High-grade transformation (HGT) has been described in a variety of salivary gland carcinomas. Although the phenomenon is a rare event, it has been reported in acinic cell carcinoma [18, 35, 77, 91, 98], adenoid cystic carcinoma [14, 33, 52, 60, 64, 83, 84], epithelial-myoepithelial carcinoma [1, 45, 81, 85], polymorphous low-grade adenocarcinoma [50, 75, 90], myoepithelial carcinoma [70], low-grade mucoepidermoid carcinoma [64] and mammary analogue secretory carcinoma (MASC) [96]. The molecular genetic mechanisms responsible for the pathway of HGT in salivary gland carcinomas largely still remain to be elucidated.

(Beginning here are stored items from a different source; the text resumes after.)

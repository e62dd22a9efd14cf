//! Marketplace products.

use chrono::{DateTime, Utc};
use sea_orm::{ActiveValue, entity::prelude::*};
use serde::{Deserialize, Serialize};
use uuid::Uuid;

use crate::{EngineError, util::parse_uuid};

#[derive(Clone, Debug, PartialEq, Eq, Serialize, Deserialize)]
pub struct Product {
    pub id: Uuid,
    pub seller_id: Uuid,
    pub name: String,
    pub description: Option<String>,
    pub price: i64,
    /// Ignored when `is_unlimited` is set.
    pub stock: i64,
    pub is_unlimited: bool,
    pub sold_count: i64,
    pub is_active: bool,
    pub created_at: DateTime<Utc>,
    pub updated_at: DateTime<Utc>,
}

impl Product {
    #[must_use]
    pub fn has_stock_for(&self, quantity: i64) -> bool {
        self.is_unlimited || self.stock >= quantity
    }
}

#[derive(Clone, Debug, PartialEq, DeriveEntityModel)]
#[sea_orm(table_name = "products")]
pub struct Model {
    #[sea_orm(primary_key, auto_increment = false)]
    pub id: String,
    pub seller_id: String,
    pub name: String,
    pub description: Option<String>,
    pub price: i64,
    pub stock: i64,
    pub is_unlimited: bool,
    pub sold_count: i64,
    pub is_active: bool,
    pub created_at: DateTimeUtc,
    pub updated_at: DateTimeUtc,
}

#[derive(Copy, Clone, Debug, EnumIter, DeriveRelation)]
pub enum Relation {
    #[sea_orm(has_many = "super::orders::Entity")]
    Orders,
}

impl Related<super::orders::Entity> for Entity {
    fn to() -> RelationDef {
        Relation::Orders.def()
    }
}

impl ActiveModelBehavior for ActiveModel {}

impl From<&Product> for ActiveModel {
    fn from(product: &Product) -> Self {
        Self {
            id: ActiveValue::Set(product.id.to_string()),
            seller_id: ActiveValue::Set(product.seller_id.to_string()),
            name: ActiveValue::Set(product.name.clone()),
            description: ActiveValue::Set(product.description.clone()),
            price: ActiveValue::Set(product.price),
            stock: ActiveValue::Set(product.stock),
            is_unlimited: ActiveValue::Set(product.is_unlimited),
            sold_count: ActiveValue::Set(product.sold_count),
            is_active: ActiveValue::Set(product.is_active),
            created_at: ActiveValue::Set(product.created_at),
            updated_at: ActiveValue::Set(product.updated_at),
        }
    }
}

impl TryFrom<Model> for Product {
    type Error = EngineError;

    fn try_from(model: Model) -> Result<Self, Self::Error> {
        Ok(Self {
            id: parse_uuid(&model.id, "product")?,
            seller_id: parse_uuid(&model.seller_id, "user")?,
            name: model.name,
            description: model.description,
            price: model.price,
            stock: model.stock,
            is_unlimited: model.is_unlimited,
            sold_count: model.sold_count,
            is_active: model.is_active,
            created_at: model.created_at,
            updated_at: model.updated_at,
        })
    }
}
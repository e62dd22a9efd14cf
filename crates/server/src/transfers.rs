//! Peer-to-peer transfer endpoint.

use api_types::transaction::{ReceiptView, TransferNew};
use axum::{Extension, Json, extract::State, http::StatusCode};
use axum_extra::TypedHeader;
use engine::{TransferCmd, User};

use crate::{
    ServerError,
    server::{IdempotencyKey, ServerState},
    views,
};

/// Replays answer 200 with the stored receipt; fresh transfers answer 201.
pub(crate) fn created_or_replayed(replayed: bool) -> StatusCode {
    if replayed {
        StatusCode::OK
    } else {
        StatusCode::CREATED
    }
}

pub async fn transfer(
    Extension(user): Extension<User>,
    State(state): State<ServerState>,
    key: Option<TypedHeader<IdempotencyKey>>,
    Json(payload): Json<TransferNew>,
) -> Result<(StatusCode, Json<ReceiptView>), ServerError> {
    let mut cmd = TransferCmd::new(
        user.id,
        payload.to_user_id,
        payload.amount,
        IdempotencyKey::or_missing(key),
    );
    if let Some(description) = payload.description {
        cmd = cmd.description(description);
    }
    let receipt = state.engine.transfer(cmd).await?;
    Ok((
        created_or_replayed(receipt.replayed),
        Json(views::receipt_view(receipt)),
    ))
}
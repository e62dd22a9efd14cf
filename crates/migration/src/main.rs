use sea_orm::Database;
use sea_orm_migration::prelude::*;

#[tokio::main]
async fn main() -> Result<(), Box<dyn std::error::Error + Send + Sync>> {
    let mut args = std::env::args().skip(1);
    let cmd = args.next().unwrap_or_else(|| "up".to_string());

    let db_url = std::env::var("DATABASE_URL")
        .unwrap_or_else(|_| "sqlite:./walletpoint.db?mode=rwc".to_string());

    let db = Database::connect(&db_url).await?;

    match cmd.as_str() {
        "up" => migration::Migrator::up(&db, None).await?,
        "down" => migration::Migrator::down(&db, None).await?,
        "fresh" => migration::Migrator::fresh(&db).await?,
        "status" => {
            migration::Migrator::status(&db).await?;
        }
        _ => {
            eprintln!("Usage: cargo run -p migration -- [up|down|fresh|status]");
            std::process::exit(2);
        }
    }

    Ok(())
}
//! Users table.
//!
//! Authentication lives outside the engine; here a user is an identity with a
//! role, and the owner of exactly one wallet.

use chrono::{DateTime, Utc};
use sea_orm::{ActiveValue, entity::prelude::*};
use serde::{Deserialize, Serialize};
use uuid::Uuid;

use crate::{EngineError, util::parse_uuid};

#[derive(Clone, Copy, Debug, PartialEq, Eq, Serialize, Deserialize)]
#[serde(rename_all = "snake_case")]
pub enum Role {
    Admin,
    Lecturer,
    Student,
}

impl Role {
    pub fn as_str(self) -> &'static str {
        match self {
            Self::Admin => "admin",
            Self::Lecturer => "lecturer",
            Self::Student => "student",
        }
    }
}

impl TryFrom<&str> for Role {
    type Error = EngineError;

    fn try_from(value: &str) -> Result<Self, Self::Error> {
        match value {
            "admin" => Ok(Self::Admin),
            "lecturer" => Ok(Self::Lecturer),
            "student" => Ok(Self::Student),
            other => Err(EngineError::InvalidInput(format!("invalid role: {other}"))),
        }
    }
}

#[derive(Clone, Debug, PartialEq, Eq, Serialize, Deserialize)]
pub struct User {
    pub id: Uuid,
    pub username: String,
    pub full_name: String,
    pub role: Role,
    pub created_at: DateTime<Utc>,
}

#[derive(Clone, Debug, PartialEq, DeriveEntityModel)]
#[sea_orm(table_name = "users")]
pub struct Model {
    #[sea_orm(primary_key, auto_increment = false)]
    pub id: String,
    #[sea_orm(unique)]
    pub username: String,
    pub full_name: String,
    pub role: String,
    pub created_at: DateTimeUtc,
}

#[derive(Copy, Clone, Debug, EnumIter, DeriveRelation)]
pub enum Relation {
    #[sea_orm(has_one = "super::wallets::Entity")]
    Wallet,
}

impl Related<super::wallets::Entity> for Entity {
    fn to() -> RelationDef {
        Relation::Wallet.def()
    }
}

impl ActiveModelBehavior for ActiveModel {}

impl From<&User> for ActiveModel {
    fn from(user: &User) -> Self {
        Self {
            id: ActiveValue::Set(user.id.to_string()),
            username: ActiveValue::Set(user.username.clone()),
            full_name: ActiveValue::Set(user.full_name.clone()),
            role: ActiveValue::Set(user.role.as_str().to_string()),
            created_at: ActiveValue::Set(user.created_at),
        }
    }
}

impl TryFrom<Model> for User {
    type Error = EngineError;

    fn try_from(model: Model) -> Result<Self, Self::Error> {
        Ok(Self {
            id: parse_uuid(&model.id, "user")?,
            username: model.username,
            full_name: model.full_name,
            role: Role::try_from(model.role.as_str())?,
            created_at: model.created_at,
        })
    }
}
//! Participation of one user in one mission.
//!
//! Lifecycle: STARTED → (IN_PROGRESS) → SUBMITTED → COMPLETED | FAILED.
//! COMPLETED and FAILED are terminal; only a SUBMITTED log can be graded.

use chrono::{DateTime, Utc};
use sea_orm::{ActiveValue, entity::prelude::*};
use serde::{Deserialize, Serialize};
use uuid::Uuid;

use crate::{EngineError, util::parse_uuid};

#[derive(Clone, Copy, Debug, PartialEq, Eq, Serialize, Deserialize)]
#[serde(rename_all = "SCREAMING_SNAKE_CASE")]
pub enum MissionLogStatus {
    Started,
    InProgress,
    Submitted,
    Completed,
    Failed,
    Expired,
}

impl MissionLogStatus {
    pub fn as_str(self) -> &'static str {
        match self {
            Self::Started => "STARTED",
            Self::InProgress => "IN_PROGRESS",
            Self::Submitted => "SUBMITTED",
            Self::Completed => "COMPLETED",
            Self::Failed => "FAILED",
            Self::Expired => "EXPIRED",
        }
    }

    #[must_use]
    pub fn can_submit(self) -> bool {
        matches!(self, Self::Started | Self::InProgress)
    }
}

impl TryFrom<&str> for MissionLogStatus {
    type Error = EngineError;

    fn try_from(value: &str) -> Result<Self, Self::Error> {
        match value {
            "STARTED" => Ok(Self::Started),
            "IN_PROGRESS" => Ok(Self::InProgress),
            "SUBMITTED" => Ok(Self::Submitted),
            "COMPLETED" => Ok(Self::Completed),
            "FAILED" => Ok(Self::Failed),
            "EXPIRED" => Ok(Self::Expired),
            other => Err(EngineError::InvalidInput(format!(
                "invalid mission log status: {other}"
            ))),
        }
    }
}

#[derive(Clone, Debug, PartialEq, Serialize, Deserialize)]
pub struct MissionLog {
    pub id: Uuid,
    pub mission_id: Uuid,
    pub user_id: Uuid,
    pub status: MissionLogStatus,
    pub score: Option<f64>,
    /// Raw JSON answers, as submitted.
    pub answers: Option<String>,
    pub reward_claimed: bool,
    pub reward_points: Option<i64>,
    pub started_at: DateTime<Utc>,
    pub submitted_at: Option<DateTime<Utc>>,
    pub completed_at: Option<DateTime<Utc>>,
    pub graded_at: Option<DateTime<Utc>>,
    pub graded_by: Option<Uuid>,
    pub notes: Option<String>,
    /// Key of the grading request, so that a rejection replays like a payout.
    pub grade_idempotency_key: Option<String>,
}

impl MissionLog {
    pub(crate) fn started(mission_id: Uuid, user_id: Uuid, now: DateTime<Utc>) -> Self {
        Self {
            id: Uuid::new_v4(),
            mission_id,
            user_id,
            status: MissionLogStatus::Started,
            score: None,
            answers: None,
            reward_claimed: false,
            reward_points: None,
            started_at: now,
            submitted_at: None,
            completed_at: None,
            graded_at: None,
            graded_by: None,
            notes: None,
            grade_idempotency_key: None,
        }
    }
}

#[derive(Clone, Debug, PartialEq, DeriveEntityModel)]
#[sea_orm(table_name = "mission_logs")]
pub struct Model {
    #[sea_orm(primary_key, auto_increment = false)]
    pub id: String,
    pub mission_id: String,
    pub user_id: String,
    pub status: String,
    pub score: Option<f64>,
    pub answers: Option<String>,
    pub reward_claimed: bool,
    pub reward_points: Option<i64>,
    pub started_at: DateTimeUtc,
    pub submitted_at: Option<DateTimeUtc>,
    pub completed_at: Option<DateTimeUtc>,
    pub graded_at: Option<DateTimeUtc>,
    pub graded_by: Option<String>,
    pub notes: Option<String>,
    #[sea_orm(unique)]
    pub grade_idempotency_key: Option<String>,
}

#[derive(Copy, Clone, Debug, EnumIter, DeriveRelation)]
pub enum Relation {
    #[sea_orm(
        belongs_to = "super::missions::Entity",
        from = "Column::MissionId",
        to = "super::missions::Column::Id",
        on_update = "NoAction",
        on_delete = "NoAction"
    )]
    Mission,
}

impl Related<super::missions::Entity> for Entity {
    fn to() -> RelationDef {
        Relation::Mission.def()
    }
}

impl ActiveModelBehavior for ActiveModel {}

impl From<&MissionLog> for ActiveModel {
    fn from(log: &MissionLog) -> Self {
        Self {
            id: ActiveValue::Set(log.id.to_string()),
            mission_id: ActiveValue::Set(log.mission_id.to_string()),
            user_id: ActiveValue::Set(log.user_id.to_string()),
            status: ActiveValue::Set(log.status.as_str().to_string()),
            score: ActiveValue::Set(log.score),
            answers: ActiveValue::Set(log.answers.clone()),
            reward_claimed: ActiveValue::Set(log.reward_claimed),
            reward_points: ActiveValue::Set(log.reward_points),
            started_at: ActiveValue::Set(log.started_at),
            submitted_at: ActiveValue::Set(log.submitted_at),
            completed_at: ActiveValue::Set(log.completed_at),
            graded_at: ActiveValue::Set(log.graded_at),
            graded_by: ActiveValue::Set(log.graded_by.map(|id| id.to_string())),
            notes: ActiveValue::Set(log.notes.clone()),
            grade_idempotency_key: ActiveValue::Set(log.grade_idempotency_key.clone()),
        }
    }
}

impl TryFrom<Model> for MissionLog {
    type Error = EngineError;

    fn try_from(model: Model) -> Result<Self, Self::Error> {
        Ok(Self {
            id: parse_uuid(&model.id, "mission log")?,
            mission_id: parse_uuid(&model.mission_id, "mission")?,
            user_id: parse_uuid(&model.user_id, "user")?,
            status: MissionLogStatus::try_from(model.status.as_str())?,
            score: model.score,
            answers: model.answers,
            reward_claimed: model.reward_claimed,
            reward_points: model.reward_points,
            started_at: model.started_at,
            submitted_at: model.submitted_at,
            completed_at: model.completed_at,
            graded_at: model.graded_at,
            graded_by: model
                .graded_by
                .as_deref()
                .map(|id| parse_uuid(id, "user"))
                .transpose()?,
            notes: model.notes,
            grade_idempotency_key: model.grade_idempotency_key,
        })
    }
}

Although data are limited, one or more genes have been documented in high-grade transformation of salivary gland tumours [9, 13, 87, 102].

HGT tumours are composed of conventional carcinomas associated with areas of high-grade morphology, usually either poorly differentiated adenocarcinoma or undifferentiated carcinoma, in which the original line of differentiation is no longer evident. The high-grade component is generally composed of solid nests of anaplastic cells with large vesicular pleomorphic nuclei, prominent nucleoli and abundant cytoplasm (Fig. 16.1). The HGT component frequently exhibits solid growth of tumour cells with greater cytological atypia, higher mitotic frequency and extensive areas of necrosis similar to comedonecrosis (Fig. 16.2). The MIB1 index is consistently higher in the high-grade component (Fig. 16.3). p53 abnormalities have been demonstrated in the transformed component in adenoid cystic carcinomas but is absent in acinic cell carcinoma and MASC. HER2 overexpression and/or gene amplification is considerably exceptional [91].

Salivary gland carcinomas with HGT have been shown to be more aggressive than conventional carcinomas with a poorer prognosis, accompanied by higher local recurrence rate and propensity for cervical lymph node metastasis, suggesting the need for wide resection, neck dissection and possibly also adjuvant chemo/radiotherapy.